Task objective: Please restate exactly what appears in the records below from the first line to the line where "the transport API" is, that line included.

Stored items

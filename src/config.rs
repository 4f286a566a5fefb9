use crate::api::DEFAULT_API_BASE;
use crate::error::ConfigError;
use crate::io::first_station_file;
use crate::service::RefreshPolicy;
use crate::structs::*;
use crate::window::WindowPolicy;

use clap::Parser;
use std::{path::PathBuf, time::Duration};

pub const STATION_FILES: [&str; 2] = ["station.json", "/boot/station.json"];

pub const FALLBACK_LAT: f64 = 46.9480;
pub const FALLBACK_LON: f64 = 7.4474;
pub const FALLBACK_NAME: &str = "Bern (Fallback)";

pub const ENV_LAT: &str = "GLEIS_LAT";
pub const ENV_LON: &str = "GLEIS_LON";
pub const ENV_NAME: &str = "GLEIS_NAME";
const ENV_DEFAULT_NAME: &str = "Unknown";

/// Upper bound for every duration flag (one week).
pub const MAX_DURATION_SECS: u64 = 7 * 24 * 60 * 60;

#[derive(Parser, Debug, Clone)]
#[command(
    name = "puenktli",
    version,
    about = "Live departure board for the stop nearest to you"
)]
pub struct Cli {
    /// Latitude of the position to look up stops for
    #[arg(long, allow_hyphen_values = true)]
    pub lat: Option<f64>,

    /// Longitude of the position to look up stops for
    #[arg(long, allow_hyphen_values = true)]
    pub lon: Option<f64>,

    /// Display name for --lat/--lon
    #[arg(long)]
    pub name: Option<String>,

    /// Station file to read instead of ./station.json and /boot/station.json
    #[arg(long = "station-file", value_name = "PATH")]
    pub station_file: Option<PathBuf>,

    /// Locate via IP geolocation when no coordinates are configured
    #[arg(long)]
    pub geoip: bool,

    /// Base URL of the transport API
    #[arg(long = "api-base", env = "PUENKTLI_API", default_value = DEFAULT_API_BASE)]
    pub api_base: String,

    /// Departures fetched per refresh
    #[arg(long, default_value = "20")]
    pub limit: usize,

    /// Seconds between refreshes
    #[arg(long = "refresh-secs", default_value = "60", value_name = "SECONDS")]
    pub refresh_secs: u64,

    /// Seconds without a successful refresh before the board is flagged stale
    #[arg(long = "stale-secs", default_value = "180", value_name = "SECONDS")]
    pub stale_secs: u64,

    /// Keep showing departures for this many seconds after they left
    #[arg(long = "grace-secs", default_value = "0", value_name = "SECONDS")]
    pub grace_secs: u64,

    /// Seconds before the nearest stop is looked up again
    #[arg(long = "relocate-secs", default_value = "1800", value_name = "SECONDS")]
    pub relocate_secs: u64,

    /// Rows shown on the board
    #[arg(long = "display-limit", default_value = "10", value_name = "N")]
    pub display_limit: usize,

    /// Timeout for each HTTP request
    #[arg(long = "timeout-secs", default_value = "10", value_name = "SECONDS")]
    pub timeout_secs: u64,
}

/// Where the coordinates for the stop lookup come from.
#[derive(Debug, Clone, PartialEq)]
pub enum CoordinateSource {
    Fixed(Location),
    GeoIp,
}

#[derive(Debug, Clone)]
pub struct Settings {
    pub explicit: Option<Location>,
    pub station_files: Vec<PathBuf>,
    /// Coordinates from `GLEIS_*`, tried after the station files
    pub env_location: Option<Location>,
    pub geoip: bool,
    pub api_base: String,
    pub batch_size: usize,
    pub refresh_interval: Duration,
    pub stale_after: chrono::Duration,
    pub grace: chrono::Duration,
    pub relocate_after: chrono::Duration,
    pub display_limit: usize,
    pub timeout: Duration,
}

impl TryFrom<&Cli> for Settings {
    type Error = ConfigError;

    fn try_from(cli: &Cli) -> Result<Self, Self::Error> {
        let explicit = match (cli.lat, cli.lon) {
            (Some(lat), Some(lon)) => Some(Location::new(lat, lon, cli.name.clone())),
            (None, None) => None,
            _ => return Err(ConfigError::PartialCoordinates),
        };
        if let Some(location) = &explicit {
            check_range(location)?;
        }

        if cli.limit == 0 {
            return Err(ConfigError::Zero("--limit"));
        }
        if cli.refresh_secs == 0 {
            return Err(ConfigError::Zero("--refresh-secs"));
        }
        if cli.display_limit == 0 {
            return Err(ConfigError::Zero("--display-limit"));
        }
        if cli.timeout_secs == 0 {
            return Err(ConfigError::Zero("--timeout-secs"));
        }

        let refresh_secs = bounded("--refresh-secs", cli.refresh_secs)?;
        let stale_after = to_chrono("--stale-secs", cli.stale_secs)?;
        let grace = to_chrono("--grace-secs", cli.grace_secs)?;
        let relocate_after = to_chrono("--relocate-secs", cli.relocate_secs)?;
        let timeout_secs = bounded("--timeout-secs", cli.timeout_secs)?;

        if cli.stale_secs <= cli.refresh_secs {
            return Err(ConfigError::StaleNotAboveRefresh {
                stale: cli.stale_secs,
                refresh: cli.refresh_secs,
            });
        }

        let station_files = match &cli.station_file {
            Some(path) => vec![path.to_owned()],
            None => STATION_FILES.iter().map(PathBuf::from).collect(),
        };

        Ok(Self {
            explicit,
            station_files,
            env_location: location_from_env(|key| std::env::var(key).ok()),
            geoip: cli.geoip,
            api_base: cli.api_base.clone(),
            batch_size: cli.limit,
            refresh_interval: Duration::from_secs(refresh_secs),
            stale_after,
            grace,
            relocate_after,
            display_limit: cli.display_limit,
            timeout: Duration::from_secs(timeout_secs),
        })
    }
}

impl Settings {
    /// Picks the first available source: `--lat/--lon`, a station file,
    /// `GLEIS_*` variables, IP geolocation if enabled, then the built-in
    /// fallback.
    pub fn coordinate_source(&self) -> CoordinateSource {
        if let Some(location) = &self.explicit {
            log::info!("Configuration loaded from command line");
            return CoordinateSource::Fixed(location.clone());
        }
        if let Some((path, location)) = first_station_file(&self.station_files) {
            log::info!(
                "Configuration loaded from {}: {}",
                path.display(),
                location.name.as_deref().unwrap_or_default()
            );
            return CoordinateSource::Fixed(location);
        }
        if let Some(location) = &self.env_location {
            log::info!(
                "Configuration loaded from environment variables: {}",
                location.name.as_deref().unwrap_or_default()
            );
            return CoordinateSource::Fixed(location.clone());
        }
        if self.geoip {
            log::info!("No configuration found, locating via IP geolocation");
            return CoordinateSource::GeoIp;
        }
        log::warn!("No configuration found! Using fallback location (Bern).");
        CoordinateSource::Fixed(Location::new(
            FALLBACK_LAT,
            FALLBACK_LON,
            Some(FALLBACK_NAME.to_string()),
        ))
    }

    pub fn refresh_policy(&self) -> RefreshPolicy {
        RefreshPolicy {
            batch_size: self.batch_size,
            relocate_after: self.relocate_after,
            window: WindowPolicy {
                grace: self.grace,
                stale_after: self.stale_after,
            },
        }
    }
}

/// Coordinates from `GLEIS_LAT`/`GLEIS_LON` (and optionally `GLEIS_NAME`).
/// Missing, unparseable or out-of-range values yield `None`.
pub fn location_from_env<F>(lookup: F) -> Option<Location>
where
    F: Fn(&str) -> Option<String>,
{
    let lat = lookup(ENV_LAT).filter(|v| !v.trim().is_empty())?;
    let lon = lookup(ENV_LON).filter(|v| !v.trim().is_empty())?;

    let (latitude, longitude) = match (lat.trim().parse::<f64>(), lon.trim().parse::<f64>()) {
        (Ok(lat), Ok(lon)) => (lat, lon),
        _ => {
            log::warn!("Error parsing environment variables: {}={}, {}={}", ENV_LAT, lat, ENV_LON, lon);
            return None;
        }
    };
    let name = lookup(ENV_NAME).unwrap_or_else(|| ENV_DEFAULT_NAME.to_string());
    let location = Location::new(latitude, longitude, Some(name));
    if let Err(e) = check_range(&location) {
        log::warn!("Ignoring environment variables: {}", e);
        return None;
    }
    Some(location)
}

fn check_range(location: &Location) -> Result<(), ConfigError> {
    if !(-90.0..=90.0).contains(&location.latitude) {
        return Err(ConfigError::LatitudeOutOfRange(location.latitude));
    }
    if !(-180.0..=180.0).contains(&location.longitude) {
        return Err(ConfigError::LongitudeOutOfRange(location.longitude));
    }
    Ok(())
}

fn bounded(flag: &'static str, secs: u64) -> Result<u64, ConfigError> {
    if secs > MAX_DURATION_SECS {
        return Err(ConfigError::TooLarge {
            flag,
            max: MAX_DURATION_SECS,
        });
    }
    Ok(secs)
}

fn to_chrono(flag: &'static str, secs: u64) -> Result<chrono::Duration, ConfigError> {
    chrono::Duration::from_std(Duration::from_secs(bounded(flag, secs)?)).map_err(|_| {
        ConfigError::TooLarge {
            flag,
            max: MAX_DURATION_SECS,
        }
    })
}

Your solution:
filename src/config.rs
repository 4f286a566a5fefb9
use crate::api::DEFAULT_API_BASE;
use crate::error::ConfigError;
use crate::io::first_station_file;
use crate::service::RefreshPolicy;
use crate::structs::*;
use crate::window::WindowPolicy;

use clap::Parser;
use std::{path::PathBuf, time::Duration};

pub const STATION_FILES: [&str; 2] = ["station.json", "/boot/station.json"];

pub const FALLBACK_LAT: f64 = 46.9480;
pub const FALLBACK_LON: f64 = 7.4474;
pub const FALLBACK_NAME: &str = "Bern (Fallback)";

pub const ENV_LAT: &str = "GLEIS_LAT";
pub const ENV_LON: &str = "GLEIS_LON";
pub const ENV_NAME: &str = "GLEIS_NAME";
const ENV_DEFAULT_NAME: &str = "Unknown";

/// Upper bound for every duration flag (one week).
pub const MAX_DURATION_SECS: u64 = 7 * 24 * 60 * 60;

#[derive(Parser, Debug, Clone)]
#[command(
    name = "puenktli",
    version,
    about = "Live departure board for the stop nearest to you"
)]
pub struct Cli {
    /// Latitude of the position to look up stops for
    #[arg(long, allow_hyphen_values = true)]
    pub lat: Option<f64>,

    /// Longitude of the position to look up stops for
    #[arg(long, allow_hyphen_values = true)]
    pub lon: Option<f64>,

    /// Display name for --lat/--lon
    #[arg(long)]
    pub name: Option<String>,

    /// Station file to read instead of ./station.json and /boot/station.json
    #[arg(long = "station-file", value_name = "PATH")]
    pub station_file: Option<PathBuf>,

    /// Locate via IP geolocation when no coordinates are configured
    #[arg(long)]
    pub geoip: bool,

    /// Base URL of the transport API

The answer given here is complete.